Doesn't make your way the wrong way but have seen someone else absolutely clean a gun the wrong way. Like running a multi piece cleaning rod through the bore of a nice custom barrel withour a chamber guide grinding on the throat or coming in from the muzzle grinding the rod against the rifling at crown. Seen people use solvents that dissolved the bedding compound and all sorts of goofyness. No, cleaning every time you shoot is not inherently wrong but have several pistols that get shot as much as five or six days a week. Believe running a brush down the bore several days a week has to introduce erosion.

Have a 1911 that is in this crowd along with a Hi Power and a Colt Diamondback in 38 Special. Not uncommon to put 500 to 1,000 rounds through them without an actual cleaning. Wipe them down with oily rag, put in vault and repeat next day. Shooting cast lead bullets and keeping springs replaced will near last forever if don't fool with too much. Imagine the wear from driving pins out several times per week, scrubbing all the parts and reassembly. Just removing grips a few times per week and would have to monkey up some slots and threads. The 10-22 shot thousands of rounds without cleaning slugged the bore before began and after, could not measure any appreciable wear. If had run a cleaning rod down barrel several hundred times bet it would have shown much more wear.

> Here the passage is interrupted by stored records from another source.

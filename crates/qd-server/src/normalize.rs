//! Key normalization and payload cleaning
//!
//! QD3176 sub-documents arrive with UPPER_SNAKE_CASE element names
//! (`HO_TEN`, `MA_LK`, `T_TONGCHI`). The relational layer and the
//! progress stream both speak camelCase, so every decoded fragment is
//! rewritten before it goes anywhere else. Blank strings in the source
//! mean "no value" and are stored as NULL.

use serde_json::{Map, Value};

/// Convert a single UPPER_SNAKE_CASE key to camelCase.
///
/// Keys that are already camelCase pass through unchanged, which makes
/// [`camelize_keys`] idempotent.
pub fn camelize_key(key: &str) -> String {
    if key.contains('_') {
        let mut out = String::with_capacity(key.len());
        for (i, segment) in key.split('_').filter(|s| !s.is_empty()).enumerate() {
            if i == 0 {
                out.push_str(&segment.to_lowercase());
            } else {
                let mut chars = segment.chars();
                if let Some(first) = chars.next() {
                    out.extend(first.to_uppercase());
                    out.push_str(&chars.as_str().to_lowercase());
                }
            }
        }
        out
    } else if key.chars().all(|c| !c.is_lowercase()) {
        // Single-word keys like "MALK" have no case boundary to keep.
        key.to_lowercase()
    } else {
        key.to_string()
    }
}

/// Recursively rename all object keys from UPPER_SNAKE_CASE to camelCase.
pub fn camelize_keys(value: Value) -> Value {
    match value {
        Value::Object(map) => {
            let mut out = Map::with_capacity(map.len());
            for (key, val) in map {
                out.insert(camelize_key(&key), camelize_keys(val));
            }
            Value::Object(out)
        }
        Value::Array(items) => Value::Array(items.into_iter().map(camelize_keys).collect()),
        other => other,
    }
}

/// Recursively replace blank (empty or whitespace-only) strings with null.
///
/// Non-string scalars are left untouched; no numeric or date coercion
/// happens here.
pub fn clean_payload(value: Value) -> Value {
    match value {
        Value::String(s) if s.trim().is_empty() => Value::Null,
        Value::Object(map) => {
            let mut out = Map::with_capacity(map.len());
            for (key, val) in map {
                out.insert(key, clean_payload(val));
            }
            Value::Object(out)
        }
        Value::Array(items) => Value::Array(items.into_iter().map(clean_payload).collect()),
        other => other,
    }
}

#[cfg(test)]
mod tests {
    use super::*;
    use serde_json::json;

    #[test]
    fn test_camelize_key_snake() {
        assert_eq!(camelize_key("HO_TEN"), "hoTen");
        assert_eq!(camelize_key("MA_LK"), "maLk");
        assert_eq!(camelize_key("T_TONGCHI"), "tTongchi");
        assert_eq!(camelize_key("DSACH_CHI_TIET_THUOC"), "dsachChiTietThuoc");
    }

    #[test]
    fn test_camelize_key_idempotent() {
        let once = camelize_key("HO_TEN");
        assert_eq!(camelize_key(&once), once);
        assert_eq!(camelize_key("hoTen"), "hoTen");
    }

    #[test]
    fn test_camelize_key_single_word() {
        assert_eq!(camelize_key("MALK"), "malk");
        assert_eq!(camelize_key("malk"), "malk");
    }

    #[test]
    fn test_camelize_keys_recursive() {
        let input = json!({
            "HO_TEN": "Nguyen Van A",
            "DSACH_CHI_TIET_THUOC": {
                "CHI_TIET_THUOC": [
                    { "MA_THUOC": "T1" },
                    { "MA_THUOC": "T2" }
                ]
            }
        });
        let want = json!({
            "hoTen": "Nguyen Van A",
            "dsachChiTietThuoc": {
                "chiTietThuoc": [
                    { "maThuoc": "T1" },
                    { "maThuoc": "T2" }
                ]
            }
        });
        assert_eq!(camelize_keys(input), want);
    }

    #[test]
    fn test_camelize_keys_idempotent() {
        let input = json!({ "HO_TEN": "x", "NGAY_VAO": { "INNER_KEY": "y" } });
        let once = camelize_keys(input);
        let twice = camelize_keys(once.clone());
        assert_eq!(once, twice);
    }

    #[test]
    fn test_clean_payload_blanks() {
        let input = json!({ "a": "", "b": "x", "c": "   " });
        let want = json!({ "a": null, "b": "x", "c": null });
        assert_eq!(clean_payload(input), want);
    }

    #[test]
    fn test_clean_payload_nested() {
        let input = json!({
            "outer": { "keep": "v", "drop": "\t\n" },
            "list": ["", "x", { "y": " " }]
        });
        let want = json!({
            "outer": { "keep": "v", "drop": null },
            "list": [null, "x", { "y": null }]
        });
        assert_eq!(clean_payload(input), want);
    }

    #[test]
    fn test_clean_payload_non_strings_untouched() {
        let input = json!({ "n": 0, "b": false, "nil": null, "s": "20240101" });
        assert_eq!(clean_payload(input.clone()), input);
    }
}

When take one of my collector guns out for a rare day at range, it gets cleaned and well oiled before return to vault. My shop squirrel rifle, can't remember last time was cleaned, been over a year and shot every week. At work in a zero tolerance area for misses. My business is in County but property three sides is city and shooting illegal thus all rounds must not cross property line. When gets dry add some oil and keep shooting.

95t-100
August 17, 2016, 11:22
I clean mine after a few range trips, mostly to make sure nothing is rusting since it is humid where I live. I also like to inspect the parts for unusual wear or breakage; this has never been an issue with my M1A but I have found cracked/broken parts in other rifles that could have been really dangerous if not corrected. After cleaning/inspecting I lightly grease my rifle with Lubriplate 130-A in the areas listed by Orlando.